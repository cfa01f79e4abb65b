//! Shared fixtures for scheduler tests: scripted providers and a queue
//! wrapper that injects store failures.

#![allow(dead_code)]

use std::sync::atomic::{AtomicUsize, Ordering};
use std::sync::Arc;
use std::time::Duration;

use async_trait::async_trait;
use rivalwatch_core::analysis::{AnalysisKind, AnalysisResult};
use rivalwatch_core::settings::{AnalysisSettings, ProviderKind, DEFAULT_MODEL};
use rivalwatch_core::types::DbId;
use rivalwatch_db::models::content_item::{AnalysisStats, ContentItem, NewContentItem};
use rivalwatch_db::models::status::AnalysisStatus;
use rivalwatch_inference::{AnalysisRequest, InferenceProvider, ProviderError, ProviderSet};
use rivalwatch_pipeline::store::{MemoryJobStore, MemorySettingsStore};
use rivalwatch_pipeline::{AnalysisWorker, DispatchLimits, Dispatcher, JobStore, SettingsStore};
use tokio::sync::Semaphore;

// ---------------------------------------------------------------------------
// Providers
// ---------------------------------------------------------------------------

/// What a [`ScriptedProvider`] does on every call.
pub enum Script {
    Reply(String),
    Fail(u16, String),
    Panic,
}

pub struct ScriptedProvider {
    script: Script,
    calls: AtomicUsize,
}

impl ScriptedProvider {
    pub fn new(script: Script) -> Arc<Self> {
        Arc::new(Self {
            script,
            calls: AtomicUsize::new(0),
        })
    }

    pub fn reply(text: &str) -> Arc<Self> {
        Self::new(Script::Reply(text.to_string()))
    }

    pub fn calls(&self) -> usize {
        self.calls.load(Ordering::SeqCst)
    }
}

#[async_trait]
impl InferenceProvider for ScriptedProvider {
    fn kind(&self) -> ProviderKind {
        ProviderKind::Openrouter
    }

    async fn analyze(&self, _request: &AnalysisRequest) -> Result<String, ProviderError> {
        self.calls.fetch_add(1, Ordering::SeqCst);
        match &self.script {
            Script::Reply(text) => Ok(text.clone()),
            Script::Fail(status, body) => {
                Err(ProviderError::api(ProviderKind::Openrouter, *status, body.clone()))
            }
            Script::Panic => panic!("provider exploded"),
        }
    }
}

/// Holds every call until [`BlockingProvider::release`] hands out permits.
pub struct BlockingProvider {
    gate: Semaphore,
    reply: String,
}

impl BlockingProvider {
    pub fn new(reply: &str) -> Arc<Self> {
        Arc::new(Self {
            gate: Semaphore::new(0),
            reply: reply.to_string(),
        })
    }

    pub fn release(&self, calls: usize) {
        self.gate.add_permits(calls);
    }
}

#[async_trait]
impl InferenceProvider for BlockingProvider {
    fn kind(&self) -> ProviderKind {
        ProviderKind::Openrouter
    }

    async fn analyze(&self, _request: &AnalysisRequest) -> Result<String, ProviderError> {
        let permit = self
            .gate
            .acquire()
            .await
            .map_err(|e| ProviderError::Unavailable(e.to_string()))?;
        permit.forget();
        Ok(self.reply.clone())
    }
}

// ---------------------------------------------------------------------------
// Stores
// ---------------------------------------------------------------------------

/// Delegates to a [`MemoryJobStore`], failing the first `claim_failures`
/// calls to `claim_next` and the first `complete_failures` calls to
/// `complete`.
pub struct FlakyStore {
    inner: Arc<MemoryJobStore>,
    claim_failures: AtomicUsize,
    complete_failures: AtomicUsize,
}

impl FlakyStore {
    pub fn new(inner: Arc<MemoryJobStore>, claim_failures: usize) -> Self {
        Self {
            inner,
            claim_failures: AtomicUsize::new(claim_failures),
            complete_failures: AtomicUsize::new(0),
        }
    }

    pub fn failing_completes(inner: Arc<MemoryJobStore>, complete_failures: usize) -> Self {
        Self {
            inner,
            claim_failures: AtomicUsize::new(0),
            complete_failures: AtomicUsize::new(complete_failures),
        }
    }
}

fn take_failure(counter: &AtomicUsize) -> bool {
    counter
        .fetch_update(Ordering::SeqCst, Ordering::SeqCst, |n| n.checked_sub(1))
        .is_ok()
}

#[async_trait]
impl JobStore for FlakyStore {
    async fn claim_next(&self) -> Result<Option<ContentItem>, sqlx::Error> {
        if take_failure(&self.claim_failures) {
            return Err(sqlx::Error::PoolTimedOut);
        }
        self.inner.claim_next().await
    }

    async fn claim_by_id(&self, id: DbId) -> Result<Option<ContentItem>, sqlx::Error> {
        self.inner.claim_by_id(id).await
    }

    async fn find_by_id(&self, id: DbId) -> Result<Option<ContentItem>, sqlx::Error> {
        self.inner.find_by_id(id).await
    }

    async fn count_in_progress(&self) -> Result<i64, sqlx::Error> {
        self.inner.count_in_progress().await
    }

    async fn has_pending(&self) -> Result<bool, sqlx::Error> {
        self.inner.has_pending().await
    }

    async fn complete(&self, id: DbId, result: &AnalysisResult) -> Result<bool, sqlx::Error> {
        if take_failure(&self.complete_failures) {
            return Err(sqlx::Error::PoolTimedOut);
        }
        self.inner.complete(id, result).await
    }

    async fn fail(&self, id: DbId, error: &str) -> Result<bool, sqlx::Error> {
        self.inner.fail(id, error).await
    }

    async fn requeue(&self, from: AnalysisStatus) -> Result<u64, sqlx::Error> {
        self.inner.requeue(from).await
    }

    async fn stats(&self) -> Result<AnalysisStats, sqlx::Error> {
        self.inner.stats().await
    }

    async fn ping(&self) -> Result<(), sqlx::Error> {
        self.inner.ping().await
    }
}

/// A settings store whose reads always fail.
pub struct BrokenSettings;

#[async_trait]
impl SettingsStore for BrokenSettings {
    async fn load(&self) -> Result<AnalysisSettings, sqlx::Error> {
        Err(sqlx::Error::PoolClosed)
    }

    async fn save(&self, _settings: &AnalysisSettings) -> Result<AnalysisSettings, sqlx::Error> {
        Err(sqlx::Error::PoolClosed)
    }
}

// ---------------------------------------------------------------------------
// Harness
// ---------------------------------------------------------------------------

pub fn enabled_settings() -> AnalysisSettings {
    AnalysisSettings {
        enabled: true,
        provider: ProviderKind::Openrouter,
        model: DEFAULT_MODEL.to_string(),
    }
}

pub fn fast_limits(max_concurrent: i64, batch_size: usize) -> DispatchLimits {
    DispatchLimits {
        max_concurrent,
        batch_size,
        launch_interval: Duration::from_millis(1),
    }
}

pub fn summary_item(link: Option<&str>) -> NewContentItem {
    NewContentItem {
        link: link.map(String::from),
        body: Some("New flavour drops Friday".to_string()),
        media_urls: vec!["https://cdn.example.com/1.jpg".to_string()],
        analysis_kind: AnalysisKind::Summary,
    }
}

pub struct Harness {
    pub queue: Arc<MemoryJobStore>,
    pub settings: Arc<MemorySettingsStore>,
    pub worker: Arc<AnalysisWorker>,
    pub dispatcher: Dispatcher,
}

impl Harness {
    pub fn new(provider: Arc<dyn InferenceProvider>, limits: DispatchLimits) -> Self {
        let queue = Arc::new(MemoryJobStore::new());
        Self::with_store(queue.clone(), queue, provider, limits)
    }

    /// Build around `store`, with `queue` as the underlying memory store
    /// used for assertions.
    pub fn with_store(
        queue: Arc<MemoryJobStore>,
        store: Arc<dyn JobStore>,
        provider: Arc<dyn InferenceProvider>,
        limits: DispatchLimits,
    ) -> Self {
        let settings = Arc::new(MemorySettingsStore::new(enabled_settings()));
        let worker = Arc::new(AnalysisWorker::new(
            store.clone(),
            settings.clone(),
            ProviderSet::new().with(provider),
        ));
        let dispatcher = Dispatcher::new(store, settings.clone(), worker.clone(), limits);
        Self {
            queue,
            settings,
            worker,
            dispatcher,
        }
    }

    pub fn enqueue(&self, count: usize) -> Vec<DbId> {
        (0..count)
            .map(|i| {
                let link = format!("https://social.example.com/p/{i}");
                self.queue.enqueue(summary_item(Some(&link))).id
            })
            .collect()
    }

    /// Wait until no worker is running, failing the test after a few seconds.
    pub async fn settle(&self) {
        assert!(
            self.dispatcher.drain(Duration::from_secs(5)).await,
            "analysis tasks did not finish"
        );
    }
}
○ ○ ○ ○ ○
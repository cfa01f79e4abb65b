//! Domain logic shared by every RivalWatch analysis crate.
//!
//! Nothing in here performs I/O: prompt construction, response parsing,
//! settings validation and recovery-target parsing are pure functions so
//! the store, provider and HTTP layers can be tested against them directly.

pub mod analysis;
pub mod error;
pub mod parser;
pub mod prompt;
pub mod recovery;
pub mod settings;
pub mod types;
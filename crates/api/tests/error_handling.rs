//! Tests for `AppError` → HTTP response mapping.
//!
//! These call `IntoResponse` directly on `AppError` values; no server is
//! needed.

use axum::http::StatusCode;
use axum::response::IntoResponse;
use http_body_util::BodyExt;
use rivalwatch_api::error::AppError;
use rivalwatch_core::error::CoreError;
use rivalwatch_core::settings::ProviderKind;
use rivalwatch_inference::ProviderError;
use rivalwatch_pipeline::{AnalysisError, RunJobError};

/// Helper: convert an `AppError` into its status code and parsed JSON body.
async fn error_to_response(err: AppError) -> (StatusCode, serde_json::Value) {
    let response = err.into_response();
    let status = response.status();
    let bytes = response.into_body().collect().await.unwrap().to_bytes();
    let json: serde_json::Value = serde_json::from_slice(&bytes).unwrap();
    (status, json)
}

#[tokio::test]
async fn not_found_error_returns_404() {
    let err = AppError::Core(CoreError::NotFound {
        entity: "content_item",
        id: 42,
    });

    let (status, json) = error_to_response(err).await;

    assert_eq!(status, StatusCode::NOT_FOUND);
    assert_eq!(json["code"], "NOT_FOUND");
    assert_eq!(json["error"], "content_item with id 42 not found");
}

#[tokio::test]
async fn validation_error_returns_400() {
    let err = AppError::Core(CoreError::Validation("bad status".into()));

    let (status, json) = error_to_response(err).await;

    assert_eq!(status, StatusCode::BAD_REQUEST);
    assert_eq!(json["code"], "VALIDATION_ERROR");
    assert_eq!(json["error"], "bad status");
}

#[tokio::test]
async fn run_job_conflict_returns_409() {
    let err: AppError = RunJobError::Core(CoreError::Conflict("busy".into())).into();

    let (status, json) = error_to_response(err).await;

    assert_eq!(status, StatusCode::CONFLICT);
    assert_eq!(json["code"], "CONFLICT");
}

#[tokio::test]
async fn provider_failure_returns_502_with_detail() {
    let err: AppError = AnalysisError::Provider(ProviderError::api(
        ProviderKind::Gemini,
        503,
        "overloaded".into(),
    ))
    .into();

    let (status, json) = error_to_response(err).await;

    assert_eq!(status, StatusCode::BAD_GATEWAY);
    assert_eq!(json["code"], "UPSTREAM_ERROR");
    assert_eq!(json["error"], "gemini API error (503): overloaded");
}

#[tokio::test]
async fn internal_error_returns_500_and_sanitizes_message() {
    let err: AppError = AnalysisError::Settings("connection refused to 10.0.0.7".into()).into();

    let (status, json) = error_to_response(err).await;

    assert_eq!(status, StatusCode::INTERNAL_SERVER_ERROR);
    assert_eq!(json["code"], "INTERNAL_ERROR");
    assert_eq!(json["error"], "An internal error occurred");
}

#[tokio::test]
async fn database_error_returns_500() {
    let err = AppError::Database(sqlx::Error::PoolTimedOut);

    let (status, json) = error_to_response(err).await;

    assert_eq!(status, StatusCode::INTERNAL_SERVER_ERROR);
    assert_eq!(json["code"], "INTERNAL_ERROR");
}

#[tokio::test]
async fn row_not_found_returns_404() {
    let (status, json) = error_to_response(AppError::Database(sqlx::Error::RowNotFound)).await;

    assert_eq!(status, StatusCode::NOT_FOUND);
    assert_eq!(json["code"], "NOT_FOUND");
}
○ ○ ○ ○ ○
• **WHAT YOU SHOULD DO**:
Using the records above, copy word for word the line with "use rivalwatch_db::models::status::AnalysisStatus;", the line with "use tokio::sync::Semaphore;", and every line between them.

• **REPLY**:
use rivalwatch_db::models::status::AnalysisStatus;
use rivalwatch_inference::{AnalysisRequest, InferenceProvider, ProviderError, ProviderSet};
use rivalwatch_pipeline::store::{MemoryJobStore, MemorySettingsStore};
use rivalwatch_pipeline::{AnalysisWorker, DispatchLimits, Dispatcher, JobStore, SettingsStore};
use tokio::sync::Semaphore;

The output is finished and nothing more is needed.